>>>

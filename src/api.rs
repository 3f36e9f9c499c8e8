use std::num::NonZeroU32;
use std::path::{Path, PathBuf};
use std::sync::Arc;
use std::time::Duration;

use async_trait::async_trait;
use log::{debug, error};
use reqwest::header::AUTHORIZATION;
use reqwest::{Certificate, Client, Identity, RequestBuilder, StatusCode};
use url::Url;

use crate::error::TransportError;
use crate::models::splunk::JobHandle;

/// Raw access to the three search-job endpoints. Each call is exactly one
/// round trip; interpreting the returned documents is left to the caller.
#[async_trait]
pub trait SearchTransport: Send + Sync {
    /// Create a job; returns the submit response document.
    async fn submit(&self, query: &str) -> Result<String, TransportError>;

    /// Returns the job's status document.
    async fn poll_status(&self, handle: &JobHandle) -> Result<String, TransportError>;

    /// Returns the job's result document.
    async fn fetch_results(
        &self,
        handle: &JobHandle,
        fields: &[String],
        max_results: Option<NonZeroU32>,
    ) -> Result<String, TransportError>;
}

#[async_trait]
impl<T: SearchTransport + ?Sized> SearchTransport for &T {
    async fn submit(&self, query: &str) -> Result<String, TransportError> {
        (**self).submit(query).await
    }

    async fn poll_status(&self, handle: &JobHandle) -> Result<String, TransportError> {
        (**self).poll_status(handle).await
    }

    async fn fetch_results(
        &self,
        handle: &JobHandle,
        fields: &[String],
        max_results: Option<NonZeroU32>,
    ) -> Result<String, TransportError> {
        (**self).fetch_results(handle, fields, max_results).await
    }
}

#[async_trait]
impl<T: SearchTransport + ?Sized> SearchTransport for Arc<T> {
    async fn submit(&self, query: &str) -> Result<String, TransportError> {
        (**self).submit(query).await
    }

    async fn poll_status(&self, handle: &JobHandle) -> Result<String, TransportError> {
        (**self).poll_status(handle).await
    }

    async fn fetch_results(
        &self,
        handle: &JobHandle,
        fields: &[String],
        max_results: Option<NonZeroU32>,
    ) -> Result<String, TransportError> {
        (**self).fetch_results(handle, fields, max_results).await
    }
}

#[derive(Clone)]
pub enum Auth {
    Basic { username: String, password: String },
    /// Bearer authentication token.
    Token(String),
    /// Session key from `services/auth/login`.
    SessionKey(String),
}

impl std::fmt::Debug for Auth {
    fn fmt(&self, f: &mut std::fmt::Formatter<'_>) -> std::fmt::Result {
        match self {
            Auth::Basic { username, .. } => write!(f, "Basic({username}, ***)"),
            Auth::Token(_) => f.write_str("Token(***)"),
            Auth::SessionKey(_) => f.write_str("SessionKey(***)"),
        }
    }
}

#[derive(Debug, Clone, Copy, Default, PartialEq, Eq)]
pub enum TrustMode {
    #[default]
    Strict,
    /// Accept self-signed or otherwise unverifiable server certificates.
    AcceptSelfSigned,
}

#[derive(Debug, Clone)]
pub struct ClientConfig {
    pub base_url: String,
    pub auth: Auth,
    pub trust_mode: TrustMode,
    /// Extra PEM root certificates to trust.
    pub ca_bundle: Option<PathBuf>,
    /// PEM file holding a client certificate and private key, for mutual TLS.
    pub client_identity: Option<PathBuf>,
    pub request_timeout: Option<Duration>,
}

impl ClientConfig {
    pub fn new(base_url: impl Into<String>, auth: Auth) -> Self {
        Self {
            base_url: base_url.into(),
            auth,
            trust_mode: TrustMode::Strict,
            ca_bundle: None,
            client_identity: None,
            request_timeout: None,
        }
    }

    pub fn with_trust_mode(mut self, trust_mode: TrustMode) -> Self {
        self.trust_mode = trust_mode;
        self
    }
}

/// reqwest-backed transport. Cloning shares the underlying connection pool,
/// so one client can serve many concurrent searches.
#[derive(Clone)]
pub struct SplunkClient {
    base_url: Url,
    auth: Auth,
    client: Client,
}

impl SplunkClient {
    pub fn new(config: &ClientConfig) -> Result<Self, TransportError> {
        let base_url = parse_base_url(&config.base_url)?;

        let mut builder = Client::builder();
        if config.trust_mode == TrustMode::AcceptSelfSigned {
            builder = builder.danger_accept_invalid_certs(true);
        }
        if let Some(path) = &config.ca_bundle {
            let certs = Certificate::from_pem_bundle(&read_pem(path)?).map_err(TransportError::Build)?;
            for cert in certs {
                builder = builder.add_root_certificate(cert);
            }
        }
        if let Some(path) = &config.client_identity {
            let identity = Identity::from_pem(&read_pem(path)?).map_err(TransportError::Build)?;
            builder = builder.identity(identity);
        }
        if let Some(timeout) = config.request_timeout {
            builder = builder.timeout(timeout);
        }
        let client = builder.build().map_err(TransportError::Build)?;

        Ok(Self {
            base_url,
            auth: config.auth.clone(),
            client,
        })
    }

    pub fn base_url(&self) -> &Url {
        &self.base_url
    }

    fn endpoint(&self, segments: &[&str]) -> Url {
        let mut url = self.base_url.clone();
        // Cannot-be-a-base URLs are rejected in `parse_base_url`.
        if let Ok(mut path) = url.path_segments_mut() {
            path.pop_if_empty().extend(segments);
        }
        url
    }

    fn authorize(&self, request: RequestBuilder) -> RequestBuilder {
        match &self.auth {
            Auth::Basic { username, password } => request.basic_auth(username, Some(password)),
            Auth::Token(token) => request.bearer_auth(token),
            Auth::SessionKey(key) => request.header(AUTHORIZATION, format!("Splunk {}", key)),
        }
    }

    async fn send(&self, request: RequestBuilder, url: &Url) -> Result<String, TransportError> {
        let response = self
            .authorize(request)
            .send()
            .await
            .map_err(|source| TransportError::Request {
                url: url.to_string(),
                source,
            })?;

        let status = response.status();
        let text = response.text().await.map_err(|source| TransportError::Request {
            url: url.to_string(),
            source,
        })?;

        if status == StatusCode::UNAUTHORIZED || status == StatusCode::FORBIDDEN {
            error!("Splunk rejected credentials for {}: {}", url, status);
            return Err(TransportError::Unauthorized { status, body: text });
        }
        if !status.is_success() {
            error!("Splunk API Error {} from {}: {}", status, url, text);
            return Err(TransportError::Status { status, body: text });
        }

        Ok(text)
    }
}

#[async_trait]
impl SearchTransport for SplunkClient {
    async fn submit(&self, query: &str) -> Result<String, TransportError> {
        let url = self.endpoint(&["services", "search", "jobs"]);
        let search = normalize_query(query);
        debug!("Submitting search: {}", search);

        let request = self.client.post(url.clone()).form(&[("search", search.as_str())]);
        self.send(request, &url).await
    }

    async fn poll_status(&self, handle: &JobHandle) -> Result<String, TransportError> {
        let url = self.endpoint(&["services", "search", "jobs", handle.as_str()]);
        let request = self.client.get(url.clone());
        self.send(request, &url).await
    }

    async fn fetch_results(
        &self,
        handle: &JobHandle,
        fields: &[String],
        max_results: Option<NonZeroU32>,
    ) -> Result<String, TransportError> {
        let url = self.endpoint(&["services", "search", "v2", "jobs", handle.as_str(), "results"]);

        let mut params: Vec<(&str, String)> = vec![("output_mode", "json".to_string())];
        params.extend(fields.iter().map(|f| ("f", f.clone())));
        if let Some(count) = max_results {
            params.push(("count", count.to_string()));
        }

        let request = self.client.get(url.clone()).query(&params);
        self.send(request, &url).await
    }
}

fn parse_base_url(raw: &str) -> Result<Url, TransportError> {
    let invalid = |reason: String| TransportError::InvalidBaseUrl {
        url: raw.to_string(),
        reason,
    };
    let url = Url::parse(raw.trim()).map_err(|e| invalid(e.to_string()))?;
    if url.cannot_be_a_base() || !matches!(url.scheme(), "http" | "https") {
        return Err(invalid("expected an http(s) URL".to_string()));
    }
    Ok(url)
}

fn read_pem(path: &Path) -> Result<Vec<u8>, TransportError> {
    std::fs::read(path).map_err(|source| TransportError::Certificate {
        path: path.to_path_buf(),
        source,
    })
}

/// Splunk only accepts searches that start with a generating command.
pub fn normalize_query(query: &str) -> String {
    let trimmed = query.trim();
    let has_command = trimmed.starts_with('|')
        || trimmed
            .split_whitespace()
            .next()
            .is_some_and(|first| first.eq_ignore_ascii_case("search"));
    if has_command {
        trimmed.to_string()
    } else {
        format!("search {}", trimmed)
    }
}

<<<

- **The task**
Gather each line in these records that contains the string "count".

- **Result**
        if let Some(count) = max_results {
            params.push(("count", count.to_string()));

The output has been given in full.